## [EXERCISE PROMPT]
A verbatim transcript of the lines below, starting at the first and ending with the one that holds "if let Some(category_id)", is what should be produced.

==============================

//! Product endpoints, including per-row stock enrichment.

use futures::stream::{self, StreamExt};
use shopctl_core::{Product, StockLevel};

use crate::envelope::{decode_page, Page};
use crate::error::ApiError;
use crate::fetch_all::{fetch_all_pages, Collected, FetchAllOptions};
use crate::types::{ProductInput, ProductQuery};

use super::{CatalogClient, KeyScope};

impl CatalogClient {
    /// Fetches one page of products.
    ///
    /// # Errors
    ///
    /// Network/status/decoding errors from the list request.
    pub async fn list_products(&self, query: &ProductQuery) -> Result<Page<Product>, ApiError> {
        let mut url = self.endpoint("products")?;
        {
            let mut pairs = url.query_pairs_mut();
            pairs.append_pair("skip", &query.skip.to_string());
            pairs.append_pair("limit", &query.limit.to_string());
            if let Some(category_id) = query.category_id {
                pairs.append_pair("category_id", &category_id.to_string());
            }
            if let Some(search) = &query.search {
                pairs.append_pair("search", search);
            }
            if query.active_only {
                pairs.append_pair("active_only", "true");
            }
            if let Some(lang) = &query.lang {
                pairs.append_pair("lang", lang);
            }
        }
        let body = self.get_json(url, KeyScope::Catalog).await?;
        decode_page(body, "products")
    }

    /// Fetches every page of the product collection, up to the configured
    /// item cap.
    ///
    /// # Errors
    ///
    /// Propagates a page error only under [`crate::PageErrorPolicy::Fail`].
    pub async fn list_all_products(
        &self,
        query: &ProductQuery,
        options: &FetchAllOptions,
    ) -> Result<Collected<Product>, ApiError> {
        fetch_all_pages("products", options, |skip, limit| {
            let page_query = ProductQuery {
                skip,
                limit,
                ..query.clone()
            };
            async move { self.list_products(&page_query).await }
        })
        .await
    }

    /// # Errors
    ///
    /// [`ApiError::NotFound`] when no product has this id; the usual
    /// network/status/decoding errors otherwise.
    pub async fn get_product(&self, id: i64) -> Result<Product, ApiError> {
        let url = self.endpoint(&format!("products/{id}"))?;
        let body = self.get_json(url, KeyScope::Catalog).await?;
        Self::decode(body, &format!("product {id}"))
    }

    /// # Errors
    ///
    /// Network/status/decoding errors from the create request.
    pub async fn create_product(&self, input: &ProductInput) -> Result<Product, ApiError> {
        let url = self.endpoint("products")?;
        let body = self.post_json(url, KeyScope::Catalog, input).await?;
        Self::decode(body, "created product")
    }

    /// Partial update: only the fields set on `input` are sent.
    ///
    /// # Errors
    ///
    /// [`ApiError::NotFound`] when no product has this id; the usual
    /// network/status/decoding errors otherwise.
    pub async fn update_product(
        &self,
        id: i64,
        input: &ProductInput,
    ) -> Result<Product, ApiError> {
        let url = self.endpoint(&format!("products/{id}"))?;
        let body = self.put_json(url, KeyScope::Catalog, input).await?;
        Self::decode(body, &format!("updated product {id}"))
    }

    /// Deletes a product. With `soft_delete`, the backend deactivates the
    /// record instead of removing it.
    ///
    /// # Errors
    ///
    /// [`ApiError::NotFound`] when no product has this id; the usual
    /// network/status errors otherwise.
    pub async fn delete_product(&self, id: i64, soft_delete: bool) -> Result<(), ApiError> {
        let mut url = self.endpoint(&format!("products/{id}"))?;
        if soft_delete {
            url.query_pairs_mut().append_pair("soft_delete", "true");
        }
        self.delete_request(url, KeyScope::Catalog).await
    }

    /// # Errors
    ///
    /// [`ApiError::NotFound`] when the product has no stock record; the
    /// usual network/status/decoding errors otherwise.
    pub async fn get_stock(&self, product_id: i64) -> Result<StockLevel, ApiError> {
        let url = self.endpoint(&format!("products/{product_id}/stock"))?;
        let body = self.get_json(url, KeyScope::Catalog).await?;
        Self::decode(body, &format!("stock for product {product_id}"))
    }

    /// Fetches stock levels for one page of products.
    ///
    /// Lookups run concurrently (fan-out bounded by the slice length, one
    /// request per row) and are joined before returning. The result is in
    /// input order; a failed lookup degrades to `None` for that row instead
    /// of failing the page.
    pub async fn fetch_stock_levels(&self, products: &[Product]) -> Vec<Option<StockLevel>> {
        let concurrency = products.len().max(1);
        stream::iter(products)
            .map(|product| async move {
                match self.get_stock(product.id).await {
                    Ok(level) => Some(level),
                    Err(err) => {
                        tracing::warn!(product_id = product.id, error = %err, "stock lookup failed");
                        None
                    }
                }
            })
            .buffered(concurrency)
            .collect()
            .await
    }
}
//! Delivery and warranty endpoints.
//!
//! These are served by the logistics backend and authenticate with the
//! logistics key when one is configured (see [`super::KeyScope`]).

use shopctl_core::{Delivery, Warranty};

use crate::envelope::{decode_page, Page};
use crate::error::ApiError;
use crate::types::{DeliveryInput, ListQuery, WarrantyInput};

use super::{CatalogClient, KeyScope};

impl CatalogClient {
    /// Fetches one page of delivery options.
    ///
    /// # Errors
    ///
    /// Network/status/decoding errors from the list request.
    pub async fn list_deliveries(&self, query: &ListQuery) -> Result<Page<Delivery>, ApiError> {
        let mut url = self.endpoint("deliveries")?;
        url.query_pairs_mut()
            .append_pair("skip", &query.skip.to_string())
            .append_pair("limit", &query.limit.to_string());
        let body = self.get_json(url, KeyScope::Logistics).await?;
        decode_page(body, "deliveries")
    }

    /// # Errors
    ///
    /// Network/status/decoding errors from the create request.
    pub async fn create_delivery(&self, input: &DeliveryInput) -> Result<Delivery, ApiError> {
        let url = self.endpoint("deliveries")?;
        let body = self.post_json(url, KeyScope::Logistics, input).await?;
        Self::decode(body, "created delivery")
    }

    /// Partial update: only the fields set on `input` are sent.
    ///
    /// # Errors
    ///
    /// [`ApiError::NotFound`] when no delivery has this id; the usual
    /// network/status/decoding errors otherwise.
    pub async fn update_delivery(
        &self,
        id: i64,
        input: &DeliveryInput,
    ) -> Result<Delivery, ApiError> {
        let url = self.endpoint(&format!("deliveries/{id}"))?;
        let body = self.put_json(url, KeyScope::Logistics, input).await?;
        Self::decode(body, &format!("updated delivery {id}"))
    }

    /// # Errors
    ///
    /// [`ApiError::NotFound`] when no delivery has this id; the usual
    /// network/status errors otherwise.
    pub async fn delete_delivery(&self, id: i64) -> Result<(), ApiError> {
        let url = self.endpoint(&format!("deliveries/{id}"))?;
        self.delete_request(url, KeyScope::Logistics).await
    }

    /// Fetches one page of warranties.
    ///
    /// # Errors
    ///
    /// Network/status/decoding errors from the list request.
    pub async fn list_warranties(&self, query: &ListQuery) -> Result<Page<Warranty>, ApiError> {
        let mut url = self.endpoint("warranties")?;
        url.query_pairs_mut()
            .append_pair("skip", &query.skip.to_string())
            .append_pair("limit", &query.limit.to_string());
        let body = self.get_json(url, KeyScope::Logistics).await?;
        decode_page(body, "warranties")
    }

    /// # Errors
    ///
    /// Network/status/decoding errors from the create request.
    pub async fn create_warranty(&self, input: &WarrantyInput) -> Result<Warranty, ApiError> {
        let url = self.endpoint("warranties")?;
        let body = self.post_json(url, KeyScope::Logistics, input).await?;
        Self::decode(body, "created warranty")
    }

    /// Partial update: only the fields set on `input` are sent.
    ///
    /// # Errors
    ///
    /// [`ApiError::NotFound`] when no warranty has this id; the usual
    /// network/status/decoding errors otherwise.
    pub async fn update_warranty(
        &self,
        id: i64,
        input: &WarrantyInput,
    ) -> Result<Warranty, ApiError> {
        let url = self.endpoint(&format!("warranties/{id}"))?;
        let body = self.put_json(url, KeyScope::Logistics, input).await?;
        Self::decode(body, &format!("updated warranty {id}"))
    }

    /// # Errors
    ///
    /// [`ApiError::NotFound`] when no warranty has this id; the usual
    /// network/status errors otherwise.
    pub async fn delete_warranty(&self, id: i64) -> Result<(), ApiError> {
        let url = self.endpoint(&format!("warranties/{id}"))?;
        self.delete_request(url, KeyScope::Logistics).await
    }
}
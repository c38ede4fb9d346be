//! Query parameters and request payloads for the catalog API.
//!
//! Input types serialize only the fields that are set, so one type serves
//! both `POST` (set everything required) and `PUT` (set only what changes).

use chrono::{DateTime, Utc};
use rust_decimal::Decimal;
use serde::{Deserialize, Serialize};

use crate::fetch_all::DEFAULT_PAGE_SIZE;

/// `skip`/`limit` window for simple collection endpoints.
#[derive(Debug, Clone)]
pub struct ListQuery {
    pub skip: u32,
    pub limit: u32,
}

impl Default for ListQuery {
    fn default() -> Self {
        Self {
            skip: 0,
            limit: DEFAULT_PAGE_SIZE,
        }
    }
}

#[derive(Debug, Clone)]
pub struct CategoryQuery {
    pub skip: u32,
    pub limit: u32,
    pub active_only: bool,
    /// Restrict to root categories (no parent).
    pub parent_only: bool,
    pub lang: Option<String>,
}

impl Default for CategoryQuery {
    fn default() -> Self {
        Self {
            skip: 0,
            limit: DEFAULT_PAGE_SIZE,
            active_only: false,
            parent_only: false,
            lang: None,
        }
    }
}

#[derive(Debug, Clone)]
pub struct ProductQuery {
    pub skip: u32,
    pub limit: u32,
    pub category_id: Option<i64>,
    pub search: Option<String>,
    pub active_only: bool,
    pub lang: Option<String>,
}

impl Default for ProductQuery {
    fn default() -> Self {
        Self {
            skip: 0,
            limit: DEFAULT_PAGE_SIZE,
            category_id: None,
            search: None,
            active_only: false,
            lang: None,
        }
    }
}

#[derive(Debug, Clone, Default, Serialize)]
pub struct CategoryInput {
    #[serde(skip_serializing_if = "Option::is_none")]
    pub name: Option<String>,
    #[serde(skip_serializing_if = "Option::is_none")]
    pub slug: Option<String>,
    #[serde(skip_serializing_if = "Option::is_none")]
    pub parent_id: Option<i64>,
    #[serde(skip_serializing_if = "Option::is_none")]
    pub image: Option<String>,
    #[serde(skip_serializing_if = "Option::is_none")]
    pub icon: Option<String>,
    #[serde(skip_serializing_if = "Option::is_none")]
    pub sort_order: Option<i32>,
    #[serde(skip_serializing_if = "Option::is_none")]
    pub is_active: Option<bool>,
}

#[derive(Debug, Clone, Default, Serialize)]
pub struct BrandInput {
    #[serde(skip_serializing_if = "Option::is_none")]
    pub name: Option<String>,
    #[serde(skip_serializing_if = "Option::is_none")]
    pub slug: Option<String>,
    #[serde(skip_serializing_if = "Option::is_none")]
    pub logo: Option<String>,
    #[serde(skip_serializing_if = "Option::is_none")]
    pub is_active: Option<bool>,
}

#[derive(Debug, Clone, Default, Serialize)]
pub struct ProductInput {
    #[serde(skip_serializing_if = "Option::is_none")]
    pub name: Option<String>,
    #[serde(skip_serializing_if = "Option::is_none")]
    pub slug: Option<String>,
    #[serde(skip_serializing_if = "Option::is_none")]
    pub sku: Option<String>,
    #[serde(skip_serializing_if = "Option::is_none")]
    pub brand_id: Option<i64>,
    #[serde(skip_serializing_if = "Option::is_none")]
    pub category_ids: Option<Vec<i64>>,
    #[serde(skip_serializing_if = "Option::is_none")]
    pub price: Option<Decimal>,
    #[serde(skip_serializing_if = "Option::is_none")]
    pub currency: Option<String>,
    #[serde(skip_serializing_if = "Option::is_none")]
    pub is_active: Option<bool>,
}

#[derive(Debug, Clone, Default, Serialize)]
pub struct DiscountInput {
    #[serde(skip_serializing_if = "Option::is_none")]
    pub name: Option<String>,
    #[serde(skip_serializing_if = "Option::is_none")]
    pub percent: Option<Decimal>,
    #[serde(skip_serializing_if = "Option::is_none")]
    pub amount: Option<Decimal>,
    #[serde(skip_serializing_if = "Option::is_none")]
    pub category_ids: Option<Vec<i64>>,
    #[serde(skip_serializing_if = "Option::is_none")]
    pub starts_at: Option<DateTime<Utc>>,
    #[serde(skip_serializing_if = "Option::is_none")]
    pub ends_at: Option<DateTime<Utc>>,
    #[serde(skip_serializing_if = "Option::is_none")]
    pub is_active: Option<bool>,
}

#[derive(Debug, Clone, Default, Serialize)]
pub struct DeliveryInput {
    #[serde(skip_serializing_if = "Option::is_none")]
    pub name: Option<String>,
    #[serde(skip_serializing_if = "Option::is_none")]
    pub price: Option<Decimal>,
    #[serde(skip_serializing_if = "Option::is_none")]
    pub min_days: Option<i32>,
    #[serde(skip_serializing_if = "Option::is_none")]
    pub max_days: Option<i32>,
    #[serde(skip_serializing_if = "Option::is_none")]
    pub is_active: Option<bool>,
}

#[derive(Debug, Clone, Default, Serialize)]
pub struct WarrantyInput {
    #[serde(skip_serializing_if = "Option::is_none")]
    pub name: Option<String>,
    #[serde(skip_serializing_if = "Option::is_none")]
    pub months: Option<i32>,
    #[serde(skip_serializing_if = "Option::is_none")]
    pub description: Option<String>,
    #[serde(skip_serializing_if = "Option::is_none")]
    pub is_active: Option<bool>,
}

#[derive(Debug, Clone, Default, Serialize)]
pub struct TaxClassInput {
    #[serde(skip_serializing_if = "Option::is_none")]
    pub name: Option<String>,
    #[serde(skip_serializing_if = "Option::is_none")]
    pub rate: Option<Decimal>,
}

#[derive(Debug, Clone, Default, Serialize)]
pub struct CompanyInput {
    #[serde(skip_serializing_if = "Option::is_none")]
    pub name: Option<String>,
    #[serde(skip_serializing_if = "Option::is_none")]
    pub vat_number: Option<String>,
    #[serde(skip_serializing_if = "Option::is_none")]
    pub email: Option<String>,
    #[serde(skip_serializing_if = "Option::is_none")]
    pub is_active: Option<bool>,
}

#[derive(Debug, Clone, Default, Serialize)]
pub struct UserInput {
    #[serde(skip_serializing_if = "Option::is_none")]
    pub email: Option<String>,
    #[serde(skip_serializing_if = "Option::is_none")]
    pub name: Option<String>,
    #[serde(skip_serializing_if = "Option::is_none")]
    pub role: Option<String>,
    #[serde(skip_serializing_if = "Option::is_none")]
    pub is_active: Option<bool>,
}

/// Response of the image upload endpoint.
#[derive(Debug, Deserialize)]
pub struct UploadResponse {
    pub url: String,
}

==============================

## [RESULT FOR THIS EXERCISE]
//! Product endpoints, including per-row stock enrichment.

use futures::stream::{self, StreamExt};
use shopctl_core::{Product, StockLevel};

use crate::envelope::{decode_page, Page};
use crate::error::ApiError;
use crate::fetch_all::{fetch_all_pages, Collected, FetchAllOptions};
use crate::types::{ProductInput, ProductQuery};

use super::{CatalogClient, KeyScope};

impl CatalogClient {
    /// Fetches one page of products.
    ///
    /// # Errors
    ///
    /// Network/status/decoding errors from the list request.
    pub async fn list_products(&self, query: &ProductQuery) -> Result<Page<Product>, ApiError> {
        let mut url = self.endpoint("products")?;
        {
            let mut pairs = url.query_pairs_mut();
            pairs.append_pair("skip", &query.skip.to_string());
            pairs.append_pair("limit", &query.limit.to_string());
            if let Some(category_id) = query.category_id {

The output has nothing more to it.